■ What is required
For every line in the records below that holds "EventQueue", make a copy.

Collected data entries

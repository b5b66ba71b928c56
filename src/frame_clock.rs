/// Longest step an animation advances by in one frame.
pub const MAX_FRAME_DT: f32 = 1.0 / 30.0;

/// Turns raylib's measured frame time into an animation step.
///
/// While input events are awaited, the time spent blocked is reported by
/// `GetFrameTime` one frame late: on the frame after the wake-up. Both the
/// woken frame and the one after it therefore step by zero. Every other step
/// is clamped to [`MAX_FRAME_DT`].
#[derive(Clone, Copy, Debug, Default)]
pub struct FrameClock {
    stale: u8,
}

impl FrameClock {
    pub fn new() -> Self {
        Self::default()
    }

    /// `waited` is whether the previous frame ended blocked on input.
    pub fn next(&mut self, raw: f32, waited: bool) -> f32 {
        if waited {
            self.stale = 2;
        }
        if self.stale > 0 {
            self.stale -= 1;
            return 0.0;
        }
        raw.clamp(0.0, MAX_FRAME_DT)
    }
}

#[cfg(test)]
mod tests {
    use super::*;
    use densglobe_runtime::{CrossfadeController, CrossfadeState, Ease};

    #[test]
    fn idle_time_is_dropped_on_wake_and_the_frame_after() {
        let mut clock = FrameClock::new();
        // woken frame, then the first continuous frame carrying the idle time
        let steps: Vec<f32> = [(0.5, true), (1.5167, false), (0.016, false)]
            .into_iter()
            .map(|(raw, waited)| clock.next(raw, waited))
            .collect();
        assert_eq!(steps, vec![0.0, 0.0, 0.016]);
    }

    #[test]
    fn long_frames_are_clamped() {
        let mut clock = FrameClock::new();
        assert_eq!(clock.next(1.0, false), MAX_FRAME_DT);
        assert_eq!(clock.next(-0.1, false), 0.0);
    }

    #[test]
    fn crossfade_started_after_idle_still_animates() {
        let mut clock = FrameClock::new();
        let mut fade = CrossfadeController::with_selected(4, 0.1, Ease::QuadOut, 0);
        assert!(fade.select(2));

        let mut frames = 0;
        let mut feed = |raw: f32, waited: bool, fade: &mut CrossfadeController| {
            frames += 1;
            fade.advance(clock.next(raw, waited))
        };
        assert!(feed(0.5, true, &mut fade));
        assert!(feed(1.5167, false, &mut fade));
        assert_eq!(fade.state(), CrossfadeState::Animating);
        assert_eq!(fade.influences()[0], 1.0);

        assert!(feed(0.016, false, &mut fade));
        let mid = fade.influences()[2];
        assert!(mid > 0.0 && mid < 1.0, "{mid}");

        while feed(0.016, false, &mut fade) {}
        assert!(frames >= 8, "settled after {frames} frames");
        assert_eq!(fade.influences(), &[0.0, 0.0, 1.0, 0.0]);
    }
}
==
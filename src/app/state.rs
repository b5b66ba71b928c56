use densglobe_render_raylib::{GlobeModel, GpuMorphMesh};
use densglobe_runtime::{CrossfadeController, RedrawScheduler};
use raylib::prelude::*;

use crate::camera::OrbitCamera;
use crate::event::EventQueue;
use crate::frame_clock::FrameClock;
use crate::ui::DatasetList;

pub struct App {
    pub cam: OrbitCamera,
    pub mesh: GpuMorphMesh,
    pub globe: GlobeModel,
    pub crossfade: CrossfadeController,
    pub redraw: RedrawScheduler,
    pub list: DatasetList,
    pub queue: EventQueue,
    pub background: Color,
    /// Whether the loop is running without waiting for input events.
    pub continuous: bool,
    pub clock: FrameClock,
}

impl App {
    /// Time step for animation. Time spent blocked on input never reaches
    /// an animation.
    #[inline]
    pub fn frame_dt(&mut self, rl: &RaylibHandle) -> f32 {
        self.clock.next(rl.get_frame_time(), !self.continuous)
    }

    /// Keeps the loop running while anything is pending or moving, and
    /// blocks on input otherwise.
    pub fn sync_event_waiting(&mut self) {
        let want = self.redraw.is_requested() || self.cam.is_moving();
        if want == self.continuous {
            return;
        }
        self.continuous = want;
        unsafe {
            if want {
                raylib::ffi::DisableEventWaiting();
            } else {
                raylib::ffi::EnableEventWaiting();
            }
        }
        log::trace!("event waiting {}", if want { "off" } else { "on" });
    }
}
* * *
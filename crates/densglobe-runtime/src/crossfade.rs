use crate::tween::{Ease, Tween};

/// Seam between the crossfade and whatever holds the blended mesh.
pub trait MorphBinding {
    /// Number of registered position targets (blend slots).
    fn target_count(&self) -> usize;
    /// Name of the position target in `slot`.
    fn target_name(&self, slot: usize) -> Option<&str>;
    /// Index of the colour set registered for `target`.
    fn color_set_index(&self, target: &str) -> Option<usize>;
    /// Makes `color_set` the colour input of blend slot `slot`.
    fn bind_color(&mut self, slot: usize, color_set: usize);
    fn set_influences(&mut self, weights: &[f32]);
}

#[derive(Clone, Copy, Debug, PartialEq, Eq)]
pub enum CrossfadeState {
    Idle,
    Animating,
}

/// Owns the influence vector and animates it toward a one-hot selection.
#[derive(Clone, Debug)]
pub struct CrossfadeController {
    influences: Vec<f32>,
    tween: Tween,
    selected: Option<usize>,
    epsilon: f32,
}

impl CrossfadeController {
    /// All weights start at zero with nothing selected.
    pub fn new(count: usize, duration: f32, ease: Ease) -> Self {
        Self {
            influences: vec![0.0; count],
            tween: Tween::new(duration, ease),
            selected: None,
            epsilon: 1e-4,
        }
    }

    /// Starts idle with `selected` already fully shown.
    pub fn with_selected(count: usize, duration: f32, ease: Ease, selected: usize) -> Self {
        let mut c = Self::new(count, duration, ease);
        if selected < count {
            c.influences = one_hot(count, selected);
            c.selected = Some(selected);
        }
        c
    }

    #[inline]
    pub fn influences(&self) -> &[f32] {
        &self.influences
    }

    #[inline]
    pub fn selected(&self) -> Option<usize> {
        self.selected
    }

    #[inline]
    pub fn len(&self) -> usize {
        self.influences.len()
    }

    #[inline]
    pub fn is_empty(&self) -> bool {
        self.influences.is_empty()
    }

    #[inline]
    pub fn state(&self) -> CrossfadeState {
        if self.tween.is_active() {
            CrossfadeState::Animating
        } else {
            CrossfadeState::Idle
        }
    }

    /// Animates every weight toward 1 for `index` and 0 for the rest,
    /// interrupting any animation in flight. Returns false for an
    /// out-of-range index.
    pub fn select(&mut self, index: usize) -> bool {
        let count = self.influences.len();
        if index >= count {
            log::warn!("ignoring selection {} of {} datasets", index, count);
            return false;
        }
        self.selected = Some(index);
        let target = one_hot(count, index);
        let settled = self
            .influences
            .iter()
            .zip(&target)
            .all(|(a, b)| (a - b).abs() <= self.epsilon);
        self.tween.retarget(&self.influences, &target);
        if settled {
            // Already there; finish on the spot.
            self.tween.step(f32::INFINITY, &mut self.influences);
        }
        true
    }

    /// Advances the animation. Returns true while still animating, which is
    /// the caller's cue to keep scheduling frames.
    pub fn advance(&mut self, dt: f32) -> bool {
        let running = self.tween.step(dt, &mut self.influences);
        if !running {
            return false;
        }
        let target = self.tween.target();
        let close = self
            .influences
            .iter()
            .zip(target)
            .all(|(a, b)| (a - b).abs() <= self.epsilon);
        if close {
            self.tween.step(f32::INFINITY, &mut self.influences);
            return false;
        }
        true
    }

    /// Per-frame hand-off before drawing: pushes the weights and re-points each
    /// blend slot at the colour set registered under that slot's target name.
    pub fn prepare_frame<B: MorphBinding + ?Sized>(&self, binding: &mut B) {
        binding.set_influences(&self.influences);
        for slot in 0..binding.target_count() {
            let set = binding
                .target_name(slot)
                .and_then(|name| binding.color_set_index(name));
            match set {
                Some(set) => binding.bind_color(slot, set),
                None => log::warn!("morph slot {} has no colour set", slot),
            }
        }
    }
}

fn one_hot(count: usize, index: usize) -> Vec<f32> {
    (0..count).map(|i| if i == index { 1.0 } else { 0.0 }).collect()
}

■ Result below
use crate::event::EventQueue;
    pub queue: EventQueue,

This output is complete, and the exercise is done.